With the fiscal and current account deficits under control, probably earlier than some observers had thought, there is a case for increasing the development spending at the center and the provinces. Against the full-year target of Rs1.6 trillion, about Rs150 billion is estimated to have actually been spent on development in the first quarter. Less than 10 percent in actual spending is a low bar for coming quarters.
It must be noted that the FY20 development budget is already a downsized figure that takes development spending several years back. It was in FY17 that Pakistan spent Rs1.68 trillion on development, which was about 25 percent of all expenditures and 5.3 percent of GDP. Now in FY20, there are serious question marks over whether the budgeted figure of Rs1.6 trillion will be realized – about Rs700 billion at the center and Rs900 billion at the provinces.

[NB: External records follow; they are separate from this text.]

/// One reconciled collection per entity kind.
pub struct EntityCollection<T: Entity> {
    records: DashMap<String, Record<T>>,
    snapshot: watch::Sender<Arc<Vec<Arc<T>>>>,
    handlers: Arc<Handlers<T>>,
    next_revision: AtomicU64,
    /// Deletion time of keys removed by the backend. Snapshots fetched
    /// before that time may not bring the key back.
    deleted: DashMap<String, DateTime<Utc>>,
}

impl<T: Entity> Default for EntityCollection<T> {
    fn default() -> Self {
        Self::new()
    }
}

impl<T: Entity> EntityCollection<T> {
    pub fn new() -> Self {
        let (snapshot, _) = watch::channel(Arc::new(Vec::new()));
        Self {
            records: DashMap::new(),
            snapshot,
            handlers: Arc::new(Handlers {
                next_id: AtomicU64::new(1),
                entries: DashMap::new(),
            }),
            next_revision: AtomicU64::new(1),
            deleted: DashMap::new(),
        }
    }

    // ── Reads ────────────────────────────────────────────────────────

    pub fn get(&self, key: &str) -> Option<Arc<T>> {
        self.records.get(key).map(|r| Arc::clone(&r.value().value))
    }

    /// The stored record including reconciliation metadata.
    pub fn record(&self, key: &str) -> Option<Record<T>> {
        self.records.get(key).map(|r| r.value().clone())
    }

    pub fn contains(&self, key: &str) -> bool {
        self.records.contains_key(key)
    }

    pub fn len(&self) -> usize {
        self.records.len()
    }

    pub fn is_empty(&self) -> bool {
        self.records.is_empty()
    }

    pub fn keys(&self) -> Vec<String> {
        self.records.iter().map(|r| r.key().clone()).collect()
    }

    /// Current values ordered by key (cheap `Arc` clone).
    pub fn snapshot(&self) -> Arc<Vec<Arc<T>>> {
        self.snapshot.borrow().clone()
    }

    pub fn subscribe(&self) -> EntityStream<T> {
        EntityStream::new(self.snapshot.subscribe())
    }

    /// Queue of changes from now on; see [`ChangeFeed`].
    pub fn changes(&self) -> ChangeFeed<T> {
        ChangeFeed::new(self)
    }

    /// Call `handler` for every change to a resolved value. Writes that
    /// lose reconciliation or leave the value equal are not reported.
    pub fn on_change<F>(&self, handler: F) -> Subscription
    where
        F: Fn(&EntityChange<T>) + Send + Sync + 'static,
    {
        let id = self.handlers.next_id.fetch_add(1, Ordering::Relaxed);
        self.handlers.entries.insert(id, Arc::new(handler));
        let handlers: Weak<Handlers<T>> = Arc::downgrade(&self.handlers);
        Subscription { id, handlers }
    }

    // ── Writes ───────────────────────────────────────────────────────

    /// Store `record` if it strictly wins over the current one.
    pub fn upsert(&self, record: Record<T>) -> UpsertOutcome {
        let applied = self.write(record, false);
        self.publish(applied.change.into_iter().collect());
        applied.outcome
    }

    /// Reconcile a partial update: `build` receives the current value (if
    /// any) and returns the full new value for `key`. Not called when the
    /// write would lose.
    pub fn upsert_with<F>(
        &self,
        key: &str,
        last_updated: DateTime<Utc>,
        source: Source,
        build: F,
    ) -> UpsertOutcome
    where
        F: FnOnce(Option<&T>) -> T,
    {
        let applied = self.write_entry(key.to_owned(), last_updated, source, false, |current| {
            Arc::new(build(current.map(AsRef::as_ref)))
        });
        self.publish(applied.change.into_iter().collect());
        applied.outcome
    }

    /// Remove `key` unconditionally.
    pub fn remove(&self, key: &str) -> Option<Record<T>> {
        let (key, removed) = self.records.remove(key)?;
        self.publish(vec![EntityChange::Removed {
            key,
            previous: Arc::clone(&removed.value),
        }]);
        Some(removed)
    }

    /// Remove `key` because the backend deleted it at `at`. Unlike
    /// [`remove`](Self::remove), a snapshot fetched before `at` will not
    /// re-insert the key.
    pub fn delete_at(&self, key: &str, at: DateTime<Utc>) -> Option<Record<T>> {
        self.deleted
            .entry(key.to_owned())
            .and_modify(|seen| *seen = (*seen).max(at))
            .or_insert(at);
        self.remove(key)
    }

    /// Forget deletions a snapshot fetched at `fetched_at` already reflects.
    pub(crate) fn prune_deleted(&self, fetched_at: DateTime<Utc>) {
        self.deleted.retain(|_, at| *at >= fetched_at);
    }

    /// Write a backend-confirmed value. Always wins; tagged as push and
    /// stamped now.
    pub fn confirm(&self, value: T) -> UpsertOutcome {
        let applied = self.write(Record::push(value, Utc::now()), true);
        self.publish(applied.change.into_iter().collect());
        applied.outcome
    }

    /// Write an optimistic value unconditionally, stamped now. Returns the
    /// new revision and the record it displaced.
    pub fn apply_optimistic(&self, value: T) -> (u64, Option<Record<T>>) {
        let record = Record::new(value, Utc::now(), Source::Optimistic);
        let applied = self.write(record, true);
        self.publish(applied.change.into_iter().collect());
        (applied.revision, applied.prior)
    }

    /// Undo an optimistic write, but only while it is still current.
    ///
    /// `revision` is the optimistic record's revision, or `None` when the
    /// optimistic write was a removal (then the key must still be absent).
    /// `prior` is reinstated, or the key removed if there was none.
    /// Returns `true` if anything was reverted.
    pub fn restore(&self, key: &str, revision: Option<u64>, prior: Option<Record<T>>) -> bool {
        let change = match self.records.entry(key.to_owned()) {
            Entry::Occupied(slot) => {
                if revision != Some(slot.get().revision) {
                    return false;
                }
                match prior {
                    Some(prior) => {
                        let restored = Arc::clone(&prior.value);
                        let (key, replaced) = {
                            let mut slot = slot;
                            let replaced = slot.insert(prior);
                            (slot.key().clone(), replaced)
                        };
                        (*replaced.value != *restored).then(|| EntityChange::Upserted {
                            key,
                            value: restored,
                            previous: Some(replaced.value),
                        })
                    }
                    None => {
                        let (key, removed) = slot.remove_entry();
                        Some(EntityChange::Removed {
                            key,
                            previous: removed.value,
                        })
                    }
                }
            }
            Entry::Vacant(slot) => {
                if revision.is_some() {
                    return false;
                }
                let Some(prior) = prior else {
                    return false;
                };
                let value = Arc::clone(&prior.value);
                let key = slot.key().clone();
                slot.insert(prior);
                Some(EntityChange::Upserted {
                    key,
                    value,
                    previous: None,
                })
            }
        };
        self.publish(change.into_iter().collect());
        true
    }

    // ── Internals ────────────────────────────────────────────────────

    pub(crate) fn write(&self, record: Record<T>, force: bool) -> Applied<T> {
        let key = record.value.key();
        let Record {
            value,
            last_updated,
            source,
            ..
        } = record;
        self.write_entry(key, last_updated, source, force, move |_| value)
    }

    /// The single write path. Holds the entry lock for `key` while
    /// comparing and storing; change handlers run after it is released.
    fn write_entry<F>(
        &self,
        key: String,
        last_updated: DateTime<Utc>,
        source: Source,
        force: bool,
        build: F,
    ) -> Applied<T>
    where
        F: FnOnce(Option<&Arc<T>>) -> Arc<T>,
    {
        match self.records.entry(key) {
            Entry::Vacant(slot) => {
                if source == Source::Snapshot
                    && self
                        .deleted
                        .get(slot.key())
                        .is_some_and(|at| last_updated <= *at)
                {
                    trace!(key = %slot.key(), "snapshot predates deletion");
                    return Applied {
                        outcome: UpsertOutcome::Stale,
                        change: None,
                        revision: 0,
                        prior: None,
                    };
                }
                self.deleted.remove(slot.key());
                let value = build(None);
                let revision = self.next_revision();
                let key = slot.key().clone();
                slot.insert(Record {
                    value: Arc::clone(&value),
                    last_updated,
                    source,
                    revision,
                });
                Applied {
                    outcome: UpsertOutcome::Inserted,
                    change: Some(EntityChange::Upserted {
                        key,
                        value,
                        previous: None,
                    }),
                    revision,
                    prior: None,
                }
            }
            Entry::Occupied(mut slot) => {
                let current = slot.get();
                if !force && (last_updated, source) <= (current.last_updated, current.source) {
                    trace!(
                        key = %slot.key(),
                        %source,
                        current_source = %current.source,
                        "dropping stale write"
                    );
                    return Applied {
                        outcome: UpsertOutcome::Stale,
                        change: None,
                        revision: current.revision,
                        prior: None,
                    };
                }

                let value = build(Some(&current.value));
                let revision = self.next_revision();
                let key = slot.key().clone();
                let prior = slot.insert(Record {
                    value: Arc::clone(&value),
                    last_updated,
                    source,
                    revision,
                });

                let change = (*prior.value != *value).then(|| EntityChange::Upserted {
                    key,
                    value,
                    previous: Some(Arc::clone(&prior.value)),
                });
                Applied {
                    outcome: if change.is_some() {
                        UpsertOutcome::Updated
                    } else {
                        UpsertOutcome::Unchanged
                    },
                    change,
                    revision,
                    prior: Some(prior),
                }
            }
        }
    }

    /// Remove `key` only if `predicate` holds for its record.
    pub(crate) fn remove_if<F>(&self, key: &str, predicate: F) -> Option<EntityChange<T>>
    where
        F: FnOnce(&Record<T>) -> bool,
    {
        let (key, removed) = self.records.remove_if(key, |_, record| predicate(record))?;
        Some(EntityChange::Removed {
            key,
            previous: removed.value,
        })
    }

    /// Rebuild the watch snapshot and run change handlers. No-op for an
    /// empty batch.
    pub(crate) fn publish(&self, changes: Vec<EntityChange<T>>) {
        if changes.is_empty() {
            return;
        }
        self.rebuild_snapshot();

        let mut handlers: Vec<(u64, Handler<T>)> = self
            .handlers
            .entries
            .iter()
            .map(|e| (*e.key(), Arc::clone(e.value())))
            .collect();
        if handlers.is_empty() {
            return;
        }
        handlers.sort_by_key(|(id, _)| *id);
        for change in &changes {
            for (_, handler) in &handlers {
                handler(change);
            }
        }
    }

    pub(crate) fn key_set(&self) -> HashSet<String> {
        self.records.iter().map(|r| r.key().clone()).collect()
    }

    fn next_revision(&self) -> u64 {
        self.next_revision.fetch_add(1, Ordering::Relaxed)
    }

    fn rebuild_snapshot(&self) {
        let mut entries: Vec<(String, Arc<T>)> = self
            .records
            .iter()
            .map(|r| (r.key().clone(), Arc::clone(&r.value().value)))
            .collect();
        entries.sort_by(|a, b| a.0.cmp(&b.0));
        let values: Vec<Arc<T>> = entries.into_iter().map(|(_, v)| v).collect();
        // `send_modify` updates unconditionally, even with zero receivers.
        self.snapshot.send_modify(|snap| *snap = Arc::new(values));
    }
}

It seems that now there is a growing realization within the government to open the development tap a little bit. The thinking seems to be that the economic growth has really taken a heavy toll in the past 18 months, as reflective in a number of industries and services sectors. The recent green shoots amid “stabilization” provide a much-needed window to pump more development money into the economy.
A hint came in late October when a top IMF official visited Pakistan and urged the authorities here to make “full use of development budget to achieve development goals”. (For more on that, read “IMF and development” published November 4, 2019). A keen observer has pointed even the IMF officials perhaps feel that the GDP growth has taken a bigger hit than previously imagined.
For its part, the Planning Ministry has been issuing “authorization” instructions for spending under the federal PSDP. As of November 22, the Planning Commission had authorized funding that equates to 41 percent of the federal PSDP budget. However, it is the Finance Ministry that has adopted a go-slow approach on releasing the authorized funds.
The PM himself is showing wariness over PSDP under-utilization. Recently, instructions were issued by the PMO to the Planning Commission to ensure “optimal and timely utilization of funds”. Timely execution of development projects is another matter that has caught the premier’s attention. To expedite projects, the government has recently decided that a ministry’s secretary, who happens to be the ministry’s principal accounting officer as well, can release up to Rs2 billion for the ministry’s projects on their own.
Now with a high-profile politician made in-charge of the Planning Ministry, there are hopes that the PSDP projects will get their due share from the national kitty. More than that, it is expected of Asad Umar, who seems busy putting CPEC front and center again, to fix the issues in the PSDP development model that have given rise to massive time and cost overruns.